"...is fundamentally a person.
He fears he may be a bad person because he knows what he thinks rather than just what he says and does. He chokes off those little reactions and impulses, but he knows what they are. So he tries to act like a good person, often in situations where the map is unclear."
--Terry Pratchett, referencing his character Samuel Vimes, Oct 2004.
Saw that quote this morning wikisurfing. I hadn't heard that frame of mind - which I admit to sharing - phrased quite so well before. The quote was in response to someone saying that "Vimes is not fundamentally a good person."

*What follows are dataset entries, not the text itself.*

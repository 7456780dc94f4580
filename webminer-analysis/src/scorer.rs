//! Scoring functions
//!
//! Pure functions from combined counts to a score matrix. Co-occurrence
//! diagonal cells are undefined. Division by zero follows
//! [`ZeroDenominator`]; NaN and infinities never reach the matrix.

use crate::combiner::CombinedTables;
use crate::error::{AnalysisError, AnalysisResult};
use crate::models::{Matrix, ScoreMatrix, ScoringFunction};
use serde::{Deserialize, Serialize};

/// What a zero denominator produces
#[derive(Debug, Clone, Copy, Default, PartialEq, Eq, Serialize, Deserialize)]
#[serde(rename_all = "kebab-case")]
pub enum ZeroDenominator {
    /// The cell scores 0
    #[default]
    Zero,
    /// The cell is undefined
    Undefined,
}

impl ZeroDenominator {
    fn divide(&self, numerator: f64, denominator: f64) -> Option<f64> {
        if denominator == 0.0 {
            return match self {
                ZeroDenominator::Zero => Some(0.0),
                ZeroDenominator::Undefined => None,
            };
        }
        let value = numerator / denominator;
        if value.is_finite() {
            Some(value)
        } else {
            None
        }
    }
}

/// Score every cell of the combined counts with `function`
pub fn score(
    function: ScoringFunction,
    counts: &CombinedTables,
    policy: ZeroDenominator,
) -> AnalysisResult<ScoreMatrix> {
    let joint = counts
        .joint
        .as_ref()
        .ok_or_else(|| missing(function, "C(a,b)"))?;

    let scores = match function {
        ScoringFunction::Cooc1 => cooc1(joint),
        ScoringFunction::Cooc2 => {
            let primary = counts.primary.as_ref().ok_or_else(|| missing(function, "C(a)"))?;
            cooc2(joint, primary, policy)
        }
        ScoringFunction::CrossTab1 => {
            let primary = counts.primary.as_ref().ok_or_else(|| missing(function, "C(a)"))?;
            cells(joint, |a, b| policy.divide(joint.get(a, b), primary[a]))
        }
        ScoringFunction::CrossTab2 => {
            let secondary = counts
                .secondary
                .as_ref()
                .ok_or_else(|| missing(function, "C(b)"))?;
            cells(joint, |a, b| policy.divide(joint.get(a, b), secondary[b]))
        }
        ScoringFunction::CrossTab3 => {
            let column_sums: Vec<f64> = (0..joint.cols())
                .map(|b| (0..joint.rows()).map(|c| joint.get(c, b)).sum())
                .collect();
            cells(joint, |a, b| policy.divide(joint.get(a, b), 1.0 + column_sums[b]))
        }
        ScoringFunction::CrossTab4 => {
            let row_sums: Vec<f64> = (0..joint.rows()).map(|a| joint.row(a).iter().sum()).collect();
            cells(joint, |a, b| policy.divide(joint.get(a, b), 1.0 + row_sums[a]))
        }
    };

    Ok(scores)
}

fn missing(function: ScoringFunction, counts: &str) -> AnalysisError {
    AnalysisError::Scoring(format!("{} requires {} counts, which were not collected", function, counts))
}

fn cells(joint: &Matrix, mut cell: impl FnMut(usize, usize) -> Option<f64>) -> ScoreMatrix {
    let mut scores = ScoreMatrix::new(joint.rows(), joint.cols());
    for a in 0..joint.rows() {
        for b in 0..joint.cols() {
            scores.set(a, b, cell(a, b));
        }
    }
    scores
}

/// Off-diagonal cells only
fn pairwise(joint: &Matrix, mut cell: impl FnMut(usize, usize) -> Option<f64>) -> ScoreMatrix {
    cells(joint, |i, j| if i == j { None } else { cell(i, j) })
}

fn cooc1(joint: &Matrix) -> ScoreMatrix {
    let n = joint.rows();
    pairwise(joint, |i, j| {
        let others = (0..n).filter(|&c| c != i && c != j);
        let from_first: f64 = others.clone().map(|c| joint.get(i, c)).sum();
        let into_second: f64 = others.map(|d| joint.get(d, j)).sum();
        let value = joint.get(i, j) / (1.0 + from_first * into_second);
        value.is_finite().then_some(value)
    })
}

fn cooc2(joint: &Matrix, primary: &[f64], policy: ZeroDenominator) -> ScoreMatrix {
    let max_count = primary.iter().copied().fold(0.0_f64, f64::max);
    pairwise(joint, |i, j| {
        let conditional = policy.divide(joint.get(i, j), primary[j])?;
        let spread = policy.divide((primary[i] - primary[j]).abs(), max_count)?;
        Some(conditional * (1.0 - spread))
    })
}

You ever feel like that? Like you're one lapse away from becoming what you [feardespiseinsert verb here] most? You see your choices laid before you and you can't help but be tempted by all the choices. And the only thing keeping you on the straight and narrow isn't the internal rewards of being of a good person; but the fear of what you might become if you stray. And the sickening realization that you're entirely capable of choosing the 'bad' path, and that a part of you truly wishes to fall from grace.
There's another concept that Pratchett uses when referring to Vimes. It's the opposite of drunk. No, not sober; it's as far from sober as drunk is, only in the opposite direction -- you have knurd. Knurd is about two drinks short of stone cold sober; it's where that nice haze that people live their lives in gets blown away; where all the illusions and assurances we fill our eyes with in order to function as decent human beings is wiped away. When you're knurd, you can't help but see the world as it is; and more importantly, you can't help but see yourself for what you truly are.